%%

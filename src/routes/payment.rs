use rocket::State;
use rocket::serde::json::Json;
use rocket_okapi::openapi;

use crate::models::SweepResult;
use crate::state::AppState;
use crate::utils::ApiResponse;

/// Runs a billing sweep now instead of waiting for the next timer tick.
#[openapi(tag = "Payment")]
#[post("/payments/process")]
pub async fn process_payments(state: &State<AppState>) -> Json<ApiResponse<SweepResult>> {
    let result = state.scheduler.trigger_now().await;

    Json(ApiResponse::success_with_message(
        "Payment processing completed".to_string(),
        result,
    ))
}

%%

WORK REQUIRED: Where a line of the data holds "openapi", show that line.

RESULT FOR THIS EXERCISE:
use rocket_okapi::openapi;
#[openapi(tag = "Payment")]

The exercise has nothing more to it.